» THE TASK
Transcribe exactly the line in which "drop(self.take(id));" occurs, plus every line that comes after it up to the end of the entries.

* * * * *

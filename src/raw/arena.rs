use alloc::vec::Vec;

use super::node_id::NodeId;

/// Slot storage for tree nodes. Freed slots are recycled, so a `NodeId` stays
/// valid until the node it names is freed.
#[derive(Clone)]
pub(crate) struct Arena<T> {
    slots: Vec<Option<T>>,
    vacant: Vec<NodeId>,
}

impl<T> Arena<T> {
    pub(crate) const fn new() -> Self {
        Self {
            slots: Vec::new(),
            vacant: Vec::new(),
        }
    }

    /// Number of live elements.
    pub(crate) const fn len(&self) -> usize {
        self.slots.len().saturating_sub(self.vacant.len())
    }

    pub(crate) fn alloc(&mut self, element: T) -> NodeId {
        if let Some(id) = self.vacant.pop() {
            self.slots[id.to_index()] = Some(element);
            return id;
        }

        assert!(
            self.slots.len() <= NodeId::MAX,
            "`Arena::alloc()` - arena is at maximum capacity ({})",
            NodeId::MAX + 1
        );
        self.slots.push(Some(element));
        NodeId::from_index(self.slots.len() - 1)
    }

    #[inline]
    pub(crate) fn get(&self, id: NodeId) -> &T {
        self.slots[id.to_index()].as_ref().expect("`Arena::get()` - `id` is vacant!")
    }

    #[inline]
    pub(crate) fn get_mut(&mut self, id: NodeId) -> &mut T {
        self.slots[id.to_index()].as_mut().expect("`Arena::get_mut()` - `id` is vacant!")
    }

    /// Moves the element out of its slot and marks the slot for reuse.
    pub(crate) fn take(&mut self, id: NodeId) -> T {
        let element = self.slots[id.to_index()].take().expect("`Arena::take()` - `id` is vacant!");
        self.vacant.push(id);
        element
    }

    pub(crate) fn free(&mut self, id: NodeId) {
        drop(self.take(id));
    }

    pub(crate) fn clear(&mut self) {
        self.slots.clear();
        self.vacant.clear();
    }
}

* * * * *

» ANSWER BELOW
        drop(self.take(id));
    }

    pub(crate) fn clear(&mut self) {
        self.slots.clear();
        self.vacant.clear();
    }
}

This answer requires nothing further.